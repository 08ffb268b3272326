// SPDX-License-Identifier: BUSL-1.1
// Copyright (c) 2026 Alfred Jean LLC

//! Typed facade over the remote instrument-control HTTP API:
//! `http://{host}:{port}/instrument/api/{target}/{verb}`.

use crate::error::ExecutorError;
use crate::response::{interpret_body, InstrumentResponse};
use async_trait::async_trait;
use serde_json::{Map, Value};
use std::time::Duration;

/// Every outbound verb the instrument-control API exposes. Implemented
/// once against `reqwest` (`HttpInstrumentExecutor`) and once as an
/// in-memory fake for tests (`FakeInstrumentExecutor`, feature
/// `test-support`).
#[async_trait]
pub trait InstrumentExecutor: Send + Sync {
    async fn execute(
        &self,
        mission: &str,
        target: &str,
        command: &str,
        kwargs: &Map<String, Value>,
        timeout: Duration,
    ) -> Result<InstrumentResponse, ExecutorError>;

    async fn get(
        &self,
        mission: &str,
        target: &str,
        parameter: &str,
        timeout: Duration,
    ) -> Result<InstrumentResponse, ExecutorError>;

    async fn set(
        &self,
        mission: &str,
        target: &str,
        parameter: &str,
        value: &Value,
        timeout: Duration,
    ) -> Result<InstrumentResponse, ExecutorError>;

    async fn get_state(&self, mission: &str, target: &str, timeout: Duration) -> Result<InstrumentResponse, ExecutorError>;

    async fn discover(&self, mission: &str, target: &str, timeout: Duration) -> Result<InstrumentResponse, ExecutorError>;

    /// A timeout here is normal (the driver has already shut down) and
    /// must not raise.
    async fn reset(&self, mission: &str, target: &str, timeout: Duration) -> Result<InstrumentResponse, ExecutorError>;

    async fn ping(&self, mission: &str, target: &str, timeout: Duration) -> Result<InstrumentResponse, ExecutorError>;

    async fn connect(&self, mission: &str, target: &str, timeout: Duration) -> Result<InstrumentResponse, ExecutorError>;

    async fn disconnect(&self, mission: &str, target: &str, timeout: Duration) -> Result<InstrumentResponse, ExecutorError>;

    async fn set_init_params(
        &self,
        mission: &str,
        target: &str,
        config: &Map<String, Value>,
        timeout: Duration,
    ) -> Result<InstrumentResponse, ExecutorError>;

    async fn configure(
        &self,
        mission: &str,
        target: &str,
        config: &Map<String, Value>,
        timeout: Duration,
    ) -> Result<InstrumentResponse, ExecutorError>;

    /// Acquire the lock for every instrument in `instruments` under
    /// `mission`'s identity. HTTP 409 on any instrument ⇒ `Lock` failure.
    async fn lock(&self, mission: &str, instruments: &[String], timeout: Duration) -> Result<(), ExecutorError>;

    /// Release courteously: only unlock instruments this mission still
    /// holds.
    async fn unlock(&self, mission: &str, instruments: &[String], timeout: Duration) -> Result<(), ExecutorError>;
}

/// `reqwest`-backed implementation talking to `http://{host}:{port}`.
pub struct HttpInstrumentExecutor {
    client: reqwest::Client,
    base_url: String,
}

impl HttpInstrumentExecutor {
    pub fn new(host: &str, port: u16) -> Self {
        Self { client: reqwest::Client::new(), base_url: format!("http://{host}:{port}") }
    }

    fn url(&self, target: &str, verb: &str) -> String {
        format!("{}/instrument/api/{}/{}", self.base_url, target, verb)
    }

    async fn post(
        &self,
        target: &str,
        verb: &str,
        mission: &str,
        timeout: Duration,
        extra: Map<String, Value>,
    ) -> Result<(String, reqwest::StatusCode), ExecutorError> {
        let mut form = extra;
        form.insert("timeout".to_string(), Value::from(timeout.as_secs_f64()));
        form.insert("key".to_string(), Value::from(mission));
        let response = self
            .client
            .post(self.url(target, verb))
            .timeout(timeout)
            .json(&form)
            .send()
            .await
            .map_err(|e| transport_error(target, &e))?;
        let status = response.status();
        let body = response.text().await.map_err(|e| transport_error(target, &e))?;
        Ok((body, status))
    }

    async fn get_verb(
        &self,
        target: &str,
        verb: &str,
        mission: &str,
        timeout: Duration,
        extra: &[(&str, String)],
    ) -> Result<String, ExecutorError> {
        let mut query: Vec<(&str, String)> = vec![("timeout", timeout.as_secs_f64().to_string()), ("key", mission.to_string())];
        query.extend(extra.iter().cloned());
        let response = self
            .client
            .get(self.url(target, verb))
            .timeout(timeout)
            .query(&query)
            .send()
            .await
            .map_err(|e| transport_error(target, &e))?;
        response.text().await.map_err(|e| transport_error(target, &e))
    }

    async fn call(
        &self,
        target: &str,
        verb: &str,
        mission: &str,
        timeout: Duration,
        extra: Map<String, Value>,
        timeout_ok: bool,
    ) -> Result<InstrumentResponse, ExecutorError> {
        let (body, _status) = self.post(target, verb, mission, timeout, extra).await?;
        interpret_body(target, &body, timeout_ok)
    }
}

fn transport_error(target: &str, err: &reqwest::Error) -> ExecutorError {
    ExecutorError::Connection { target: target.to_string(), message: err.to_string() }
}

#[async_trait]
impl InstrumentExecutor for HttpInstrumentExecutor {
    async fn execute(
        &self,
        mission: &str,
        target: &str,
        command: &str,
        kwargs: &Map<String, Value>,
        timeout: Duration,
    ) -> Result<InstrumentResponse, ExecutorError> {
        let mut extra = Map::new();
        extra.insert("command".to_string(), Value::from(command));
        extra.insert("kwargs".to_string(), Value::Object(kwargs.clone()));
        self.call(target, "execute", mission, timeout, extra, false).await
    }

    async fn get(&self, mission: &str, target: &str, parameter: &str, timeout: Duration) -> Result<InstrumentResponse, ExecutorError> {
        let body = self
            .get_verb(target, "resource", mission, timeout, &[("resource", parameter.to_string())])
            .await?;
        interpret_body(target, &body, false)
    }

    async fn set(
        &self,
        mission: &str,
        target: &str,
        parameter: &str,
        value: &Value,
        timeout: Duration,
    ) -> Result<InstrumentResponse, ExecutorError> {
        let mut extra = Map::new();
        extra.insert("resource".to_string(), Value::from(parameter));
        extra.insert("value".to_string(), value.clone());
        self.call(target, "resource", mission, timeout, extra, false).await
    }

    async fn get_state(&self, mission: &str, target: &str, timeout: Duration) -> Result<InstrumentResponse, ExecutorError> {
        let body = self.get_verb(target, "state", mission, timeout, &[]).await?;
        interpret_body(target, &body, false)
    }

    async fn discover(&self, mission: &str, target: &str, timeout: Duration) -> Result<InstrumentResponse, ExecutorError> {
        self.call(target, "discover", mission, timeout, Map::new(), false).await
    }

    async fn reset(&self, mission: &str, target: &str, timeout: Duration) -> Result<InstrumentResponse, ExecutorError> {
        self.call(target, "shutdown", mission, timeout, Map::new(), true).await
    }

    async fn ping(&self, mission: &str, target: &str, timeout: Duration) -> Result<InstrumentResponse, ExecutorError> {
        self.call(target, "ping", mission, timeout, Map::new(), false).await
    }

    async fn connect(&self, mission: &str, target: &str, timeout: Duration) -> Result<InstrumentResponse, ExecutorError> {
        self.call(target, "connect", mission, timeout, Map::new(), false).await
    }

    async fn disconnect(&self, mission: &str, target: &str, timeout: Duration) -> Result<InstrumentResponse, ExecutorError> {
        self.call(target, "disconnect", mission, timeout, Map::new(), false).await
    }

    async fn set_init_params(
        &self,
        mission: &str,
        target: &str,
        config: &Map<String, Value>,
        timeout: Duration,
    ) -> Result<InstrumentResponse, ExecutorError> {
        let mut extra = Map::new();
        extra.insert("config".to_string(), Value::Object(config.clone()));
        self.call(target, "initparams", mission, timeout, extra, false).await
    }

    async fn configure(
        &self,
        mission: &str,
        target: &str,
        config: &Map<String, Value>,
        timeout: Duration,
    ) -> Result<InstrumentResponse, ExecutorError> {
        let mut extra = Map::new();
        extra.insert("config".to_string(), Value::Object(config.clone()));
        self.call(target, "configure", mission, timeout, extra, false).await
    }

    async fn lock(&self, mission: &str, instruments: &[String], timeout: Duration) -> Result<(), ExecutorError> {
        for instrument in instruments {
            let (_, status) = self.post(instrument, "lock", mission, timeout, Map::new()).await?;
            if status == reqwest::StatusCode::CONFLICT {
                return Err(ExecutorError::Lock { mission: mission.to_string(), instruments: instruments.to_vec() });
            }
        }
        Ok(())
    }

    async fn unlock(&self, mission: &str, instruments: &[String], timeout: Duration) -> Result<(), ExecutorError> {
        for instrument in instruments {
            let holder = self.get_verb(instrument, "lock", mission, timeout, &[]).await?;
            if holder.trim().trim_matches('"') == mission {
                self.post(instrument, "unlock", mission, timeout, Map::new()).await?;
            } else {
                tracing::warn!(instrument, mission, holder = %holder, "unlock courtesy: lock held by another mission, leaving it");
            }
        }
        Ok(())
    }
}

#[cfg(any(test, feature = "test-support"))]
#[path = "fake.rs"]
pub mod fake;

--*--

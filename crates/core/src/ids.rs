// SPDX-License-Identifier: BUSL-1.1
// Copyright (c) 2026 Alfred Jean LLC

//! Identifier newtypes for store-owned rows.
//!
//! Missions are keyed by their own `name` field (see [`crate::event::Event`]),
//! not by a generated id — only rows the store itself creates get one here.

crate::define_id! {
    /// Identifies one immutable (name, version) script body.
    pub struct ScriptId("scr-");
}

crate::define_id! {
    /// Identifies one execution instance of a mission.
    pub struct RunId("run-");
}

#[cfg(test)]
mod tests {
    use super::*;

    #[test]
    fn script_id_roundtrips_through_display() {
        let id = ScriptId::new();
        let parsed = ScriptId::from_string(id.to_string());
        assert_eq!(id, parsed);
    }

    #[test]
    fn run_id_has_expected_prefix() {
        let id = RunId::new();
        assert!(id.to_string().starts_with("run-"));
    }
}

--*--

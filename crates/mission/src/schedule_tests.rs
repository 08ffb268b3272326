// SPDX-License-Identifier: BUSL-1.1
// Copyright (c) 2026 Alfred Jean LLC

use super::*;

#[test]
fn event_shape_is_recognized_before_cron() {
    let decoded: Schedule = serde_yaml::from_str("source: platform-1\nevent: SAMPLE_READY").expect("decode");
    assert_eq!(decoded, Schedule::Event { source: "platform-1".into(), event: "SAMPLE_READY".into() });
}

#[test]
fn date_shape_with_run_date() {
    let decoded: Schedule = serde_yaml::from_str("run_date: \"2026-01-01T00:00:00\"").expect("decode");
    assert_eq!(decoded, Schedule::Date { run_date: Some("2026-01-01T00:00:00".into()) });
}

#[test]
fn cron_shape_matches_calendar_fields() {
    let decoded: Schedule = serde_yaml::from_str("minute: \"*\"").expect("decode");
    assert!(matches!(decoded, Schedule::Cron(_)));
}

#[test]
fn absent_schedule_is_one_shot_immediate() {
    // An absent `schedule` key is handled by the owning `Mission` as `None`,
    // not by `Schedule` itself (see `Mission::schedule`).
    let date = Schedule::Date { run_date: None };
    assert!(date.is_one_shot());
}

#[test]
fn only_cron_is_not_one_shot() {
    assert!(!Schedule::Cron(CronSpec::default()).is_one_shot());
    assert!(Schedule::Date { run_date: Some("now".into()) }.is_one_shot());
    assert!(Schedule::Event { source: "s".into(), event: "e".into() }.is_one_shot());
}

--*--

- [Exercise description]
What belongs in the answer is each line of the listing that contains the word "None".

- [Task answer]
    // An absent `schedule` key is handled by the owning `Mission` as `None`,
    let date = Schedule::Date { run_date: None };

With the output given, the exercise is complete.